Know the morphology of tabulate, rugose and scleractinian corals;


understand that fossil corals may indicate a tropical, marine, reef
environment
Candidates should be able to:
1. describe coral morphology; septa, tabulae, dissepiments, columella,
calice and corallite within the corallum; describe solitary and
compound forms;
2. compare the morphological similarities and differences between
tabulate, rugose and scleractinian corals;
3. describe and explain the conditions that modern corals need for
good growth; explain how modern corals have a symbiotic
relationship with photosynthetic algae and that the conditions for
growth were probably similar in the past;
4. describe the modern distribution of coral reefs and explain how coral
reefs are formed.

Paleozoic corals, both rugosans and tabulates, originated in Ordovician


time and became extinct at the end of Permian time. Both rugose and
tabulate corals are found most commonly in shallow water, tropical to
subtropical carbonate facies. They were capable of forming substantial
reefs in association with stromatoporoids.
Tabulate coral
Tabulate corals are colonial corals exhibiting radial symmetry. The entire
tabular coral is called the corallum, while the individual tubular chambers
within the corallum are called corallites. While solitary forms of rugose
corals were made up of a single corallum with large, cup-shaped calices
(cups), most tabulate corals had a large corallum comprised of a colony of
corallites (sometimes thousands) with very small calices in which the
actual coral animals (polyps) lived. Although the individual coral polyps
were generally smaller than their rugose cousins, their colonies often grew
to much larger sizes. These types of coral mounds were the reef formers
of the Silurian and Devonian seas.

Rugose

Abundant in Middle Ordovician to Late Permian seas


Have less well developed septa or apparently no septa. Instead they
possess a complex skeleton consisting of tabulae and curved
elements known as dissepiments
Bilateral symmetry

Rugose corals insert septa only at four locations during adult growth
(hence, the nickname tetracorals). They may be solitary and resemble a
horn, or they may grow in tightly packed colonies.

Scleractinian

Stony Corals are also known as Hard Corals. They are considered the
reef builders of the ecosystem because of the calcium carbonate
skeleton they secrete, which distinguishes them from soft corals.
Because of their hard calcium carbonate skeleton, stony corals have
a rich fossil record. They first appeared in the mid-triassic period,
after replacing their softer bodied relatives, skeletonized rugose and
tabulate corals, which went extinct in the Permian Extinction. The
Late Jurassic Period showed the most biodiversity of corals with
more than 200 genera. While hard coral began to be edged out by
rudist bivalves the Early Cretaceous, this effect was minimized by
the Late Cretaceous due to the extinction of the rudist bivalves,
during which coral existed worldwide. From the ecocene to today,
hard coral remains dominant in reefs, but mainly in tropical areas.

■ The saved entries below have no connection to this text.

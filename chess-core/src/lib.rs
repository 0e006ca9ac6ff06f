//! 国际象棋规则库
//!
//! 包含:
//! - 棋子、格子、棋盘等核心数据结构
//! - 局面文本解析（`rnbqkbnr/pppppppp/8/...`）
//! - 攻击判定、走法验证（含易位、升变）与执行
//! - 将死 / 逼和判定
//! - 坐标记号（`e2e4`）
//!
//! 所有操作都是纯函数：输入棋盘不会被修改，也没有全局状态。

mod board;
mod constants;
mod error;
mod layout;
mod moves;
mod notation;
mod piece;

pub use board::{Board, BoardState};
pub use constants::*;
pub use error::{ChessError, LayoutError, Result};
pub use layout::Layout;
pub use moves::{GameState, Move, MoveGenerator};
pub use notation::Notation;
pub use piece::{Color, Piece, PieceType, Square};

Conditions needed for modern day coral growth

Tempteratutre 23 27C
Normal salinity (32-42 ppt)
Depth 30m to allow light to reach them
Clear water as they need sunlight so the algae that live within them
can photosynthesise
Free water mud or sediment that may close the polyps
High energy to oxygenate the water

Most modern day coral feeds are found between 30 degrees north and
south of the equator. They are found generally on continental shelves,
close to land or as coral islands or atolls in the oceans.